— Brief —
Go through the listing below from the line containing "pub fn from_raw(raw: &[u8], terminated: bool)" to its last line, retyping each line exactly and nothing else.

— Records —
※ ※ ※

//! MIDI 1.0 message model.
//!
//! Every message category is a variant of the closed [`Message`] enum, so the
//! decoder, classifier and encoder all match exhaustively over the same set.

use serde::{Deserialize, Serialize};
use std::fmt;

use crate::encoder::{self, EncodedBytes};
use crate::error::EncodeError;

pub const NOTE_OFF: u8 = 0x80;
pub const NOTE_ON: u8 = 0x90;
pub const POLY_PRESSURE: u8 = 0xA0;
pub const CONTROL_CHANGE: u8 = 0xB0;
pub const PROGRAM_CHANGE: u8 = 0xC0;
pub const CHANNEL_PRESSURE: u8 = 0xD0;
pub const PITCH_BEND: u8 = 0xE0;

pub const SYSEX_START: u8 = 0xF0;
pub const TIME_CODE_QUARTER_FRAME: u8 = 0xF1;
pub const SONG_POSITION_POINTER: u8 = 0xF2;
pub const SONG_SELECT: u8 = 0xF3;
pub const TUNE_REQUEST: u8 = 0xF6;
pub const EOX: u8 = 0xF7;

/// Largest 7-bit data value.
pub const DATA_MAX: u8 = 0x7F;
/// Largest 14-bit value (Pitch Bend, Song Position Pointer).
pub const VALUE_14BIT_MAX: u16 = 0x3FFF;
/// Pitch Bend value meaning "no bend".
pub const PITCH_BEND_CENTER: u16 = 0x2000;
pub const CHANNEL_MAX: u8 = 0x0F;

/// Number of data bytes following a channel voice/mode status byte.
#[inline]
pub const fn channel_data_len(status: u8) -> u8 {
    match status & 0xF0 {
        PROGRAM_CHANGE | CHANNEL_PRESSURE => 1,
        _ => 2,
    }
}

/// Number of data bytes following a System Common status byte.
///
/// `None` for the undefined `0xF4`/`0xF5` and for bytes that are not System
/// Common at all.
#[inline]
pub const fn system_common_data_len(status: u8) -> Option<u8> {
    match status {
        TIME_CODE_QUARTER_FRAME | SONG_SELECT => Some(1),
        SONG_POSITION_POINTER => Some(2),
        TUNE_REQUEST => Some(0),
        _ => None,
    }
}

/// Combine two 7-bit data bytes into a 14-bit value.
#[inline]
pub fn combine_14bit(lsb: u8, msb: u8) -> u16 {
    u16::from(lsb & DATA_MAX) | (u16::from(msb & DATA_MAX) << 7)
}

/// Split a 14-bit value into `(lsb, msb)`.
#[inline]
pub fn split_14bit(value: u16) -> (u8, u8) {
    ((value & 0x7F) as u8, ((value >> 7) & 0x7F) as u8)
}

#[derive(Clone, Copy, Debug, PartialEq, Eq, Hash, Serialize, Deserialize)]
pub enum ChannelVoiceMsg {
    NoteOff { note: u8, velocity: u8 },
    NoteOn { note: u8, velocity: u8 },
    PolyPressure { note: u8, pressure: u8 },
    /// Controllers 0-119. 120-127 are [`Message::ChannelMode`].
    ControlChange { controller: u8, value: u8 },
    ProgramChange { program: u8 },
    ChannelPressure { pressure: u8 },
    /// 14-bit, `0x2000` is center.
    PitchBend { value: u16 },
}

impl ChannelVoiceMsg {
    #[inline]
    pub const fn status_nibble(&self) -> u8 {
        match self {
            ChannelVoiceMsg::NoteOff { .. } => NOTE_OFF,
            ChannelVoiceMsg::NoteOn { .. } => NOTE_ON,
            ChannelVoiceMsg::PolyPressure { .. } => POLY_PRESSURE,
            ChannelVoiceMsg::ControlChange { .. } => CONTROL_CHANGE,
            ChannelVoiceMsg::ProgramChange { .. } => PROGRAM_CHANGE,
            ChannelVoiceMsg::ChannelPressure { .. } => CHANNEL_PRESSURE,
            ChannelVoiceMsg::PitchBend { .. } => PITCH_BEND,
        }
    }

    #[inline]
    pub fn note(&self) -> Option<u8> {
        match *self {
            ChannelVoiceMsg::NoteOn { note, .. }
            | ChannelVoiceMsg::NoteOff { note, .. }
            | ChannelVoiceMsg::PolyPressure { note, .. } => Some(note),
            _ => None,
        }
    }

    #[inline]
    pub fn velocity(&self) -> Option<u8> {
        match *self {
            ChannelVoiceMsg::NoteOn { velocity, .. } | ChannelVoiceMsg::NoteOff { velocity, .. } => {
                Some(velocity)
            }
            _ => None,
        }
    }

    /// Signed Pitch Bend offset from center (-8192..=8191 when in range).
    #[inline]
    pub fn bend_offset(&self) -> Option<i32> {
        match *self {
            ChannelVoiceMsg::PitchBend { value } => {
                Some(i32::from(value) - i32::from(PITCH_BEND_CENTER))
            }
            _ => None,
        }
    }
}

/// Channel Mode messages, i.e. Control Change 120-127.
#[derive(Clone, Copy, Debug, PartialEq, Eq, Hash, Serialize, Deserialize)]
#[repr(u8)]
pub enum ChannelModeKind {
    AllSoundOff = 120,
    ResetAllControllers = 121,
    LocalControl = 122,
    AllNotesOff = 123,
    OmniOff = 124,
    OmniOn = 125,
    MonoOn = 126,
    PolyOn = 127,
}

impl ChannelModeKind {
    pub const fn from_controller(controller: u8) -> Option<Self> {
        Some(match controller {
            120 => ChannelModeKind::AllSoundOff,
            121 => ChannelModeKind::ResetAllControllers,
            122 => ChannelModeKind::LocalControl,
            123 => ChannelModeKind::AllNotesOff,
            124 => ChannelModeKind::OmniOff,
            125 => ChannelModeKind::OmniOn,
            126 => ChannelModeKind::MonoOn,
            127 => ChannelModeKind::PolyOn,
            _ => return None,
        })
    }

    #[inline]
    pub const fn controller(self) -> u8 {
        self as u8
    }
}

#[derive(Clone, Copy, Debug, PartialEq, Eq, Hash, Serialize, Deserialize)]
pub enum SystemCommonMsg {
    /// MTC quarter frame: `0nnndddd`, `message_type` is `nnn`, `value` is `dddd`.
    TimeCodeQuarterFrame { message_type: u8, value: u8 },
    /// 14-bit count of MIDI beats (sixteenth notes) since song start.
    SongPositionPointer { position: u16 },
    SongSelect { song: u8 },
    TuneRequest,
}

impl SystemCommonMsg {
    #[inline]
    pub const fn status(&self) -> u8 {
        match self {
            SystemCommonMsg::TimeCodeQuarterFrame { .. } => TIME_CODE_QUARTER_FRAME,
            SystemCommonMsg::SongPositionPointer { .. } => SONG_POSITION_POINTER,
            SystemCommonMsg::SongSelect { .. } => SONG_SELECT,
            SystemCommonMsg::TuneRequest => TUNE_REQUEST,
        }
    }
}

#[derive(Clone, Copy, Debug, PartialEq, Eq, Hash, Serialize, Deserialize)]
pub enum SystemRealtimeMsg {
    Clock,
    Start,
    Continue,
    Stop,
    ActiveSensing,
    Reset,
}

impl SystemRealtimeMsg {
    /// `None` for the undefined `0xF9`/`0xFD` and non-realtime bytes.
    pub const fn from_status(status: u8) -> Option<Self> {
        Some(match status {
            0xF8 => SystemRealtimeMsg::Clock,
            0xFA => SystemRealtimeMsg::Start,
            0xFB => SystemRealtimeMsg::Continue,
            0xFC => SystemRealtimeMsg::Stop,
            0xFE => SystemRealtimeMsg::ActiveSensing,
            0xFF => SystemRealtimeMsg::Reset,
            _ => return None,
        })
    }

    #[inline]
    pub const fn status(&self) -> u8 {
        match self {
            SystemRealtimeMsg::Clock => 0xF8,
            SystemRealtimeMsg::Start => 0xFA,
            SystemRealtimeMsg::Continue => 0xFB,
            SystemRealtimeMsg::Stop => 0xFC,
            SystemRealtimeMsg::ActiveSensing => 0xFE,
            SystemRealtimeMsg::Reset => 0xFF,
        }
    }
}

/// System Exclusive manufacturer ID.
#[derive(Clone, Copy, Debug, PartialEq, Eq, Hash, Serialize, Deserialize)]
pub enum ManufacturerId {
    /// One-byte ID, `0x01..=0x7F`.
    Short(u8),
    /// Three-byte ID `00 b1 b2`.
    Extended(u8, u8),
}

impl ManufacturerId {
    /// Non-Real Time Universal SysEx.
    pub const UNIVERSAL_NON_REALTIME: ManufacturerId = ManufacturerId::Short(0x7E);
    /// Real Time Universal SysEx.
    pub const UNIVERSAL_REALTIME: ManufacturerId = ManufacturerId::Short(0x7F);
    pub const NON_COMMERCIAL: ManufacturerId = ManufacturerId::Short(0x7D);

    #[inline]
    pub const fn len(&self) -> usize {
        match self {
            ManufacturerId::Short(_) => 1,
            ManufacturerId::Extended(..) => 3,
        }
    }

    /// Raw bytes as they appear after `0xF0`.
    pub fn bytes(&self) -> EncodedBytes {
        match *self {
            ManufacturerId::Short(id) => EncodedBytes::from_slice(&[id]),
            ManufacturerId::Extended(b1, b2) => EncodedBytes::from_slice(&[0x00, b1, b2]),
        }
    }

    #[inline]
    pub fn is_universal(&self) -> bool {
        *self == Self::UNIVERSAL_NON_REALTIME || *self == Self::UNIVERSAL_REALTIME
    }

    /// Split the data bytes following `0xF0` into an ID and the remaining payload.
    ///
    /// Returns `None` for the ID when the bytes end before a complete ID.
    pub fn split(raw: &[u8]) -> (Option<ManufacturerId>, &[u8]) {
        match raw {
            [0x00, b1, b2, rest @ ..] => (Some(ManufacturerId::Extended(*b1, *b2)), rest),
            [0x00, ..] | [] => (None, raw),
            [id, rest @ ..] => (Some(ManufacturerId::Short(*id)), rest),
        }
    }
}

/// A System Exclusive message.
#[derive(Clone, Debug, PartialEq, Eq, Hash, Serialize, Deserialize)]
pub struct SysEx {
    pub manufacturer_id: Option<ManufacturerId>,
    /// Data bytes after the manufacturer ID, EOX excluded.
    pub payload: Vec<u8>,
    /// `false` when the message ended on a status byte other than EOX.
    pub terminated: bool,
}

impl SysEx {
    pub fn new(manufacturer_id: ManufacturerId, payload: impl Into<Vec<u8>>) -> Self {
        Self {
            manufacturer_id: Some(manufacturer_id),
            payload: payload.into(),
            terminated: true,
        }
    }

    /// Build from every data byte seen between `0xF0` and the end of the message.
    pub fn from_raw(raw: &[u8], terminated: bool) -> Self {
        let (manufacturer_id, payload) = ManufacturerId::split(raw);
        Self {
            manufacturer_id,
            payload: payload.to_vec(),
            terminated,
        }
    }

    #[inline]
    pub fn is_universal(&self) -> bool {
        self.manufacturer_id
            .is_some_and(|id| id.is_universal())
    }

    /// First payload byte, which is the device ID for Universal and most
    /// manufacturer messages.
    #[inline]
    pub fn device_id(&self) -> Option<u8> {
        self.payload.first().copied()
    }
}

/// Broad message category, determined by the status byte.
#[derive(Clone, Copy, Debug, PartialEq, Eq, Hash, Serialize, Deserialize)]
pub enum Category {
    ChannelVoice,
    ChannelMode,
    SystemCommon,
    SystemRealtime,
    SystemExclusive,
}

/// Fieldless message kind, used for labels and filtering.
#[derive(Clone, Copy, Debug, PartialEq, Eq, Hash, Serialize, Deserialize)]
pub enum MessageKind {
    NoteOff,
    NoteOn,
    PolyPressure,
    ControlChange,
    ProgramChange,
    ChannelPressure,
    PitchBend,
    ChannelMode,
    TimeCodeQuarterFrame,
    SongPositionPointer,
    SongSelect,
    TuneRequest,
    Clock,
    Start,
    Continue,
    Stop,
    ActiveSensing,
    Reset,
    SystemExclusive,
}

※ ※ ※

— Your solution —
    pub fn from_raw(raw: &[u8], terminated: bool) -> Self {
        let (manufacturer_id, payload) = ManufacturerId::split(raw);
        Self {
            manufacturer_id,
            payload: payload.to_vec(),
            terminated,
        }
    }

    #[inline]
    pub fn is_universal(&self) -> bool {
        self.manufacturer_id
            .is_some_and(|id| id.is_universal())
    }

    /// First payload byte, which is the device ID for Universal and most
    /// manufacturer messages.
    #[inline]
    pub fn device_id(&self) -> Option<u8> {
        self.payload.first().copied()
    }
}

/// Broad message category, determined by the status byte.
#[derive(Clone, Copy, Debug, PartialEq, Eq, Hash, Serialize, Deserialize)]
pub enum Category {
    ChannelVoice,
    ChannelMode,
    SystemCommon,
    SystemRealtime,
    SystemExclusive,
}

/// Fieldless message kind, used for labels and filtering.
#[derive(Clone, Copy, Debug, PartialEq, Eq, Hash, Serialize, Deserialize)]
pub enum MessageKind {
    NoteOff,
    NoteOn,
    PolyPressure,
    ControlChange,
    ProgramChange,
    ChannelPressure,
    PitchBend,
    ChannelMode,
    TimeCodeQuarterFrame,
    SongPositionPointer,
    SongSelect,
    TuneRequest,
    Clock,
    Start,
    Continue,
    Stop,
    ActiveSensing,
    Reset,
    SystemExclusive,
}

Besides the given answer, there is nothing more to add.